Toytown was left reeling at the weekend when Mr Plod announced to a packed press conference that he was investigating resident fox Basil Brush for making racist slurs against Rosie and Jim, the famous ragdoll travellers.


Trouble in Toytown: Basil Brush

Brush, a well-to-do and much-liked member of the community, is reported to have told his close friend Iggle Piggle that since the arrival of the ragdolls in town, he ought to "tie everything down in the night garden. You know what those travellers are like! Ha ha! BOOM BOOM!"

Iggle Piggle, himself the subject of a recent investigation after a Tombliboo accused him of being "gay", said yesterday that he was "shocked and saddened by the comments.

Rosie and Jim are nice kids and Basil is old enough to know better. I was surprised by how un-PC his remarks are. Basil knows full well what the rules of Toytown are."

BOOM BOOM! Not really, though almost.

This week, in the real world, Northamptonshire police have been forced to investigate the stuffed fox after receiving a complaint about an episode of Basil's show in which he tells a joke about a gipsy fortune teller.

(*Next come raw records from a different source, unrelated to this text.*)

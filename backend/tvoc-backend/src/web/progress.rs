use api_types::{ProgressResponse, UpdateProgress};
use axum::{extract::Path, http::StatusCode, Extension, Json};
use tracing::instrument;

use crate::{
    database::model::{UserProgress, UserProgressUpsert},
    error::{TvocError, TvocResult, UserError},
};

use super::{WebConfiguration, WebDatabaseConnectionPool};

#[instrument(err, skip(database_connection_pool, configuration))]
pub async fn get_progress(
    Extension(database_connection_pool): WebDatabaseConnectionPool,
    Extension(configuration): WebConfiguration,
    Path(target_user_id): Path<String>,
) -> TvocResult<Json<ProgressResponse>> {
    let target_user_id = &target_user_id;

    let progress = database_connection_pool
        .execute_read_committed_transaction::<_, TvocError>(
            |database_connection| {
                Box::pin(async move {
                    use crate::database::schema::user_progress::dsl::*;
                    use diesel::{OptionalExtension, QueryDsl, SelectableHelper};
                    use diesel_async::RunQueryDsl;

                    Ok(user_progress
                        .find(target_user_id.as_str())
                        .select(UserProgress::as_select())
                        .first(database_connection)
                        .await
                        .optional()?)
                })
            },
            configuration.maximum_transaction_retry_count,
        )
        .await?
        .ok_or_else(|| UserError::ProgressNotFound {
            user_id: target_user_id.clone(),
        })?;

    Ok(Json(progress.into()))
}

/// Partially update a user's progress counters, creating the row if it does
/// not exist yet.
#[instrument(err, skip(database_connection_pool, configuration))]
pub async fn update_progress(
    Extension(database_connection_pool): WebDatabaseConnectionPool,
    Extension(configuration): WebConfiguration,
    Path(target_user_id): Path<String>,
    Json(update): Json<UpdateProgress>,
) -> TvocResult<Json<ProgressResponse>> {
    if update.is_noop() {
        return Err(UserError::EmptyUpdate.into());
    }

    let target_user_id = &target_user_id;
    let update = &update;

    let progress = database_connection_pool
        .execute_transaction::<_, TvocError>(
            |database_connection| {
                Box::pin(async move {
                    use crate::database::schema::user_progress::dsl::*;
                    use diesel::{OptionalExtension, QueryDsl, SelectableHelper};
                    use diesel_async::RunQueryDsl;

                    let existing: Option<UserProgress> = user_progress
                        .find(target_user_id.as_str())
                        .select(UserProgress::as_select())
                        .first(database_connection)
                        .await
                        .optional()?;

                    let upsert = match existing {
                        Some(existing) => UserProgressUpsert {
                            user_id: existing.user_id,
                            total_diamonds: update
                                .total_diamonds
                                .unwrap_or(existing.total_diamonds),
                            total_xp: update.total_xp.unwrap_or(existing.total_xp),
                            games_played: update.games_played.unwrap_or(existing.games_played),
                            current_streak: update
                                .current_streak
                                .unwrap_or(existing.current_streak),
                            longest_streak: update
                                .longest_streak
                                .unwrap_or(existing.longest_streak),
                            last_played_at: update.last_played_at.or(existing.last_played_at),
                        },
                        None => UserProgressUpsert {
                            user_id: target_user_id.clone(),
                            total_diamonds: update.total_diamonds.unwrap_or(0),
                            total_xp: update.total_xp.unwrap_or(0),
                            games_played: update.games_played.unwrap_or(0),
                            current_streak: update.current_streak.unwrap_or(0),
                            longest_streak: update.longest_streak.unwrap_or(0),
                            last_played_at: update.last_played_at,
                        },
                    };

                    Ok(diesel::insert_into(user_progress)
                        .values(&upsert)
                        .on_conflict(user_id)
                        .do_update()
                        .set(&upsert)
                        .returning(UserProgress::as_returning())
                        .get_result(database_connection)
                        .await?)
                })
            },
            configuration.maximum_transaction_retry_count,
        )
        .await?;

    Ok(Json(progress.into()))
}

/// Reset a user's progress by deleting the row. Idempotent.
#[instrument(err, skip(database_connection_pool, configuration))]
pub async fn delete_progress(
    Extension(database_connection_pool): WebDatabaseConnectionPool,
    Extension(configuration): WebConfiguration,
    Path(target_user_id): Path<String>,
) -> TvocResult<StatusCode> {
    let target_user_id = &target_user_id;

    database_connection_pool
        .execute_transaction::<_, TvocError>(
            |database_connection| {
                Box::pin(async move {
                    use crate::database::schema::user_progress::dsl::*;
                    use diesel::QueryDsl;
                    use diesel_async::RunQueryDsl;

                    Ok(diesel::delete(user_progress.find(target_user_id.as_str()))
                        .execute(database_connection)
                        .await?)
                })
            },
            configuration.maximum_transaction_retry_count,
        )
        .await?;

    Ok(StatusCode::NO_CONTENT)
}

The fortune teller predicts that Basil is about to embark on a long journey. Too true, because, as Basil reveals, the man then "stole my wallet and I had to walk home".

We must assume that Mr Brush followed the joke with a hearty "Ha ha ha! BOOM BOOM!"

But Joseph Jones, the vice-chairman of the Southern England Romany, Gypsy and Irish Traveller Network, did not find the joke very funny and thinks that the BBC should withdraw the episode.

"To perpetuate this myth about gipsies and travellers is wrong," he said. "If they are going to keep showing this then I look forward to them bringing back the likes of Alf Garnett to the screen." Unfortunately, he followed this with neither a ha ha ha nor a boom boom.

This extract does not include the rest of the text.